What do my redheaded partner, Kate, and the spicy tomato sauce arrabbiata have in common? Easy: They both look innocent enough, but watch out, because underneath lies a fiery streak that, when unleashed, will leave you wondering what you did to invite such an assault.

And, I'll be honest, I love them both for it.

The one big difference, though, is that with Kate, I don't always get to choose when she breathes fire*, while, with arrabbiata, I can decide not only when I'm willing to take the heat but also exactly how much heat I'm willing to take. That's really the main thing to know about arrabbiata, because otherwise it's a dead-simple sauce—tomato sauce, made spicy enough to deserve its "angry" name.

Well, unless you consider not listening, not asking thoughtful follow-up questions, and not holding up my end of the conversation a choice.

You have two main decisions, therefore, when making arrabbiata. The first is what kind of tomato sauce you want to use, and the other is how spicy you want to make it.

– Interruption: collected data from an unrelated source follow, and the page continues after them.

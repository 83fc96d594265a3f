use arc_swap::ArcSwapOption;
use crossbeam_queue::SegQueue;
use never::Never;
use std::sync::Arc;

use callbag_demand::{Error, Message, Sink, Source};

pub trait VariantName {
    fn variant_name(&self) -> &'static str;
}

impl<I, O> VariantName for Message<I, O> {
    fn variant_name(&self) -> &'static str {
        match self {
            Message::Handshake(_) => "Handshake",
            Message::Data(_) => "Data",
            Message::Request(_) => "Request",
            Message::Error(_) => "Error",
            Message::Terminate => "Terminate",
        }
    }
}

#[allow(unused_macros)]
macro_rules! array_queue {
    ($($x:expr),* $(,)?) => {
        {
            let items = [$($x),*];
            let queue = ::crossbeam_queue::ArrayQueue::new(items.len().max(1));
            for item in items {
                queue.push(item).ok().unwrap();
            }
            queue
        }
    };
}
#[allow(unused_imports)]
pub(crate) use array_queue;

/// What a sink observed, with errors already downcast.
#[derive(Debug, PartialEq, Eq)]
pub enum Signal<T> {
    Handshake,
    Data(T),
    Error(Error),
    Terminate,
}

/// Sink state shared between the test body and the sink's handler.
pub struct Recorder<T> {
    signals: SegQueue<Signal<T>>,
    talkback: ArcSwapOption<Source<T>>,
}

#[allow(dead_code)]
impl<T> Recorder<T> {
    pub fn request(&self, n: i64) {
        let talkback = self.talkback.load();
        let talkback = talkback.as_ref().expect("source talkback not set");
        talkback(Message::Request(n));
    }

    pub fn cancel(&self) {
        let talkback = self.talkback.load();
        let talkback = talkback.as_ref().expect("source talkback not set");
        talkback(Message::Terminate);
    }

    pub fn len(&self) -> usize {
        self.signals.len()
    }

    pub fn take(&self) -> Vec<Signal<T>> {
        let mut v = vec![];
        while let Some(signal) = self.signals.pop() {
            v.push(signal);
        }
        v
    }
}

/// Builds a sink that records every signal and lets the test react to the handshake and to each
/// item from inside the handler.
#[allow(dead_code)]
pub fn make_recording_sink<T: 'static, H: 'static, D: 'static>(
    on_handshake: H,
    on_data: D,
) -> (Arc<Recorder<T>>, Arc<Sink<T>>)
where
    T: Clone + Send + Sync,
    H: Fn(&Recorder<T>) + Send + Sync,
    D: Fn(&Recorder<T>, &T) + Send + Sync,
{
    let recorder = Arc::new(Recorder {
        signals: SegQueue::new(),
        talkback: ArcSwapOption::from(None),
    });
    let sink = Arc::new(
        {
            let recorder = Arc::clone(&recorder);
            move |message: Message<T, Never>| match message {
                Message::Handshake(talkback) => {
                    recorder.talkback.store(Some(talkback));
                    recorder.signals.push(Signal::Handshake);
                    on_handshake(&*recorder);
                },
                Message::Data(data) => {
                    recorder.signals.push(Signal::Data(data.clone()));
                    on_data(&*recorder, &data);
                },
                Message::Request(_) => {
                    panic!("source must not request");
                },
                Message::Error(error) => {
                    let error = error
                        .downcast_ref::<Error>()
                        .expect("error should be a callbag_demand::Error");
                    recorder.signals.push(Signal::Error(*error));
                },
                Message::Terminate => {
                    recorder.signals.push(Signal::Terminate);
                },
            }
        }
        .into(),
    );
    (recorder, sink)
}

/// A sink that does nothing beyond recording.
#[allow(dead_code)]
pub fn make_passive_sink<T: 'static>() -> (Arc<Recorder<T>>, Arc<Sink<T>>)
where
    T: Clone + Send + Sync,
{
    make_recording_sink(|_| {}, |_, _| {})
}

For the first part, you have several options. Most of the time, and particularly during colder months when tomatoes are out of season, I use canned whole tomatoes, which I crush by hand to form a chunky sauce. You could also purée them for a smoother sauce, if that's more appealing. They are far better than any hothouse tomato out there.

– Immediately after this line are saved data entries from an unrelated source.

use std::{iter::IntoIterator, sync::Arc};

use crate::{
    subscription::Subscription,
    utils::{
        call,
        tracing::{instrument, trace},
    },
    Message, Source,
};

#[cfg(feature = "tracing")]
use {std::fmt, tracing::Span};

/// Converts an [iterable][`IntoIterator`] into a callbag source that only sends data on demand.
///
/// The items are collected once; every sink that handshakes gets its own subscription over the
/// same items. A sink asks for items with [`Message::Request`] and stops the source with
/// [`Message::Terminate`]. After the last item the source sends [`Message::Terminate`].
///
/// A sink may request more from inside its own `Data` handler. The extra demand is picked up by
/// the delivery loop that is already running, so arbitrarily long sequences never grow the stack.
///
/// # Examples
///
/// ```
/// use arc_swap::ArcSwapOption;
/// use crossbeam_queue::SegQueue;
/// use never::Never;
/// use std::sync::Arc;
///
/// use callbag_demand::{from_array, Message};
///
/// let actual = Arc::new(SegQueue::new());
///
/// let source = from_array([10, 20, 30, 40]);
///
/// let talkback = Arc::new(ArcSwapOption::from(None));
/// source(Message::Handshake(Arc::new(
///     {
///         let actual = Arc::clone(&actual);
///         let talkback = Arc::clone(&talkback);
///         move |message: Message<_, Never>| match message {
///             Message::Handshake(source) => {
///                 talkback.store(Some(source));
///             },
///             Message::Data(x) => {
///                 actual.push(format!("{x}"));
///             },
///             Message::Terminate => {
///                 actual.push("done".to_owned());
///             },
///             _ => {},
///         }
///     }
///     .into(),
/// )));
///
/// let request = |n| {
///     let talkback = talkback.load();
///     let talkback = talkback.as_ref().unwrap();
///     talkback(Message::Request(n));
/// };
/// request(1);
/// assert_eq!(actual.len(), 1);
/// request(10);
///
/// assert_eq!(
///     &{
///         let mut v = vec![];
///         while let Some(x) = actual.pop() {
///             v.push(x);
///         }
///         v
///     }[..],
///     ["10", "20", "30", "40", "done"]
/// );
/// ```
#[cfg_attr(feature = "tracing", tracing::instrument(level = "trace", skip(items)))]
pub fn from_array<
    #[cfg(not(feature = "tracing"))] T: 'static,
    #[cfg(feature = "tracing")] T: fmt::Debug + 'static,
    I,
>(
    items: I,
) -> Source<T>
where
    T: Clone + Send + Sync,
    I: IntoIterator<Item = T>,
{
    from_slots(items.into_iter().map(Some))
}

/// Like [`from_array`], but the sequence may contain holes.
///
/// Reaching a `None` slot ends the subscription with [`Error::NullElement`](crate::Error) after
/// every item before it has been delivered.
///
/// # Examples
///
/// ```
/// use crossbeam_queue::SegQueue;
/// use never::Never;
/// use std::sync::Arc;
///
/// use callbag_demand::{from_slots, Error, Message};
///
/// let actual = Arc::new(SegQueue::new());
///
/// let source = from_slots([Some("a"), Some("b"), None, Some("d")]);
///
/// source(Message::Handshake(Arc::new(
///     {
///         let actual = Arc::clone(&actual);
///         move |message: Message<_, Never>| match message {
///             Message::Handshake(talkback) => {
///                 talkback(Message::Request(10));
///             },
///             Message::Data(x) => {
///                 actual.push(Ok(x));
///             },
///             Message::Error(error) => {
///                 actual.push(Err(*error.downcast_ref::<Error>().unwrap()));
///             },
///             _ => {},
///         }
///     }
///     .into(),
/// )));
///
/// assert_eq!(actual.pop(), Some(Ok("a")));
/// assert_eq!(actual.pop(), Some(Ok("b")));
/// assert_eq!(actual.pop(), Some(Err(Error::NullElement { index: 2 })));
/// assert_eq!(actual.pop(), None);
/// ```
#[cfg_attr(feature = "tracing", tracing::instrument(level = "trace", skip(slots)))]
pub fn from_slots<
    #[cfg(not(feature = "tracing"))] T: 'static,
    #[cfg(feature = "tracing")] T: fmt::Debug + 'static,
    I,
>(
    slots: I,
) -> Source<T>
where
    T: Clone + Send + Sync,
    I: IntoIterator<Item = Option<T>>,
{
    #[cfg(feature = "tracing")]
    let from_slots_fn_span = Span::current();
    let items: Arc<[Option<T>]> = slots.into_iter().collect();
    (move |message| {
        instrument!(
            follows_from: &from_slots_fn_span,
            "from_slots",
            from_slots_span
        );
        trace!("from sink: {message:?}");
        if let Message::Handshake(sink) = message {
            let subscription = Arc::new(Subscription::new(Arc::clone(&items), Arc::clone(&sink)));
            trace!("subscribed: {subscription:?}");
            call!(
                sink,
                Message::Handshake(Arc::new(
                    {
                        #[cfg(feature = "tracing")]
                        let from_slots_span = from_slots_span.clone();
                        move |message| {
                            instrument!(parent: &from_slots_span, "sink_talkback");
                            trace!("from sink: {message:?}");
                            match message {
                                Message::Handshake(_) => {
                                    panic!("sink handshake has already occurred");
                                },
                                Message::Data(_) => {
                                    panic!("sink must not send data");
                                },
                                Message::Request(n) => {
                                    subscription.request(n);
                                },
                                Message::Error(_) | Message::Terminate => {
                                    subscription.cancel();
                                },
                            }
                        }
                    }
                    .into(),
                )),
                "to sink: {message:?}"
            );
        }
    })
    .into()
}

If you do find good tomatoes at the market, it's worth considering fresh instead. That might mean cooking diced ripe tomatoes in the oil just until they start to break down, or making a coulis from fresh tomatoes, or even using a more involved fresh sauce, like the one I devised a couple of years ago.

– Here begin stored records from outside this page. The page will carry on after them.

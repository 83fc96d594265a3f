use arc_swap::ArcSwapOption;
use never::Never;
use std::sync::Arc;

use crate::{
    utils::{
        call,
        tracing::{instrument, trace},
    },
    Message, Source,
};

#[cfg(feature = "tracing")]
use {std::fmt, tracing::Span};

/// Callbag sink that consumes a demand-driven source one item at a time.
///
/// It requests a single item on handshake and another one from inside its `Data` handler, after
/// `f` has returned. The source never sends more than the sink has asked for.
///
/// # Examples
///
/// ```
/// use crossbeam_queue::SegQueue;
/// use std::sync::Arc;
///
/// use callbag_demand::{for_each, from_array};
///
/// let actual = Arc::new(SegQueue::new());
///
/// let source = from_array([10, 20, 30, 40]);
///
/// for_each({
///     let actual = Arc::clone(&actual);
///     move |x| {
///         println!("{x}");
///         actual.push(x);
///     }
/// })(source);
///
/// assert_eq!(
///     &{
///         let mut v = vec![];
///         while let Some(x) = actual.pop() {
///             v.push(x);
///         }
///         v
///     }[..],
///     [10, 20, 30, 40]
/// );
/// ```
#[cfg_attr(feature = "tracing", tracing::instrument(level = "trace", skip(f)))]
pub fn for_each<
    #[cfg(not(feature = "tracing"))] T: 'static,
    #[cfg(feature = "tracing")] T: fmt::Debug + 'static,
    F: 'static,
    S,
>(
    f: F,
) -> Box<dyn Fn(S)>
where
    F: Fn(T) + Send + Sync + Clone,
    S: Into<Arc<Source<T>>>,
{
    #[cfg(feature = "tracing")]
    let for_each_fn_span = Span::current();
    Box::new(move |source| {
        instrument!(follows_from: &for_each_fn_span, "for_each");
        let source: Arc<Source<T>> = source.into();
        let talkback: ArcSwapOption<Source<T>> = ArcSwapOption::from(None);
        call!(
            source,
            Message::Handshake(Arc::new(
                {
                    let f = f.clone();
                    move |message: Message<T, Never>| {
                        trace!("from source: {message:?}");
                        match message {
                            Message::Handshake(source) => {
                                talkback.store(Some(source));
                                let talkback = talkback.load();
                                let talkback = talkback.as_ref().expect("source talkback not set");
                                call!(talkback, Message::Request(1), "to source: {message:?}");
                            },
                            Message::Data(data) => {
                                f(data);
                                let talkback = talkback.load();
                                if let Some(talkback) = talkback.as_ref() {
                                    call!(talkback, Message::Request(1), "to source: {message:?}");
                                }
                            },
                            Message::Request(_) => {
                                panic!("source must not request");
                            },
                            Message::Error(_) | Message::Terminate => {
                                talkback.store(None);
                            },
                        }
                    }
                }
                .into(),
            )),
            "to source: {message:?}"
        );
    })
}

The spice level is a highly personal decision, which makes precise measurements in a recipe difficult. Not only do different people have wildly different heat tolerances, but different chilies, whether fresh or dried, can have a broad range of intensities. So really, the ball's in your court there. You know how hot your chilies are, and you know how much heat you can handle, so act accordingly.

That said, I would encourage you to push the heat level to the edge of what you can tolerate. After all, this isn't "mildly annoyed" sauce or "kinda peeved" sauce, and it's definitely not "you're starting to make me cross" sauce. No, it's "angry" sauce. I think you want to aim just below "frothing at the mouth" and just above "pissed off." It's a sauce that should look you in the eyes right before you take your first bite and say, with a sad and futile earnestness, "Don't make me wouldn't like me when I'm angry"—even though you both know, deep down in your bones, that it's a fait accompli. Bruce Banner will become the Hulk, and arrabbiata shall fulfill its destiny, too.


Making it starts out just like a typical aglio, olio, e peperoncino, gently cooking garlic and red pepper flakes in oil to extract their heat and flavor, except that here you're going heavy on the red pepper.


Next, add the tomatoes in whatever form you've chosen, and simmer it all together. Guess what? You're done! Well, almost. You should probably season it with a little salt.

At this point, you can finish your pasta in it. Here, I've gone with penne, a common arrabbiata choice, but all sorts of shapes will work. The rest of the process follows the classic way of finishing pasta in its sauce.


We do that by heating the sauce in a skillet. (If you've just made the sauce, it'll already be hot and in the skillet.) Then transfer the cooked pasta to the sauce, along with a few tablespoons of its cooking water. If you ignore the common advice to use a huge pot of water and go with a smaller pot instead, you'll end up with starchier water, which will help bind the sauce better.

Once the sauce has reduced enough that it doesn't look watery anymore, go ahead and remove it from the heat, then quickly stir in cheese. I toss in some chopped parsley at this point, too.


That's it, ready to eat. Couldn't be easier. It's so easy, in fact, that the only emotion you should be feeling is pure, unadulterated happiness. The only thing that shouldn't be happy in this situation is the pasta in the bowl.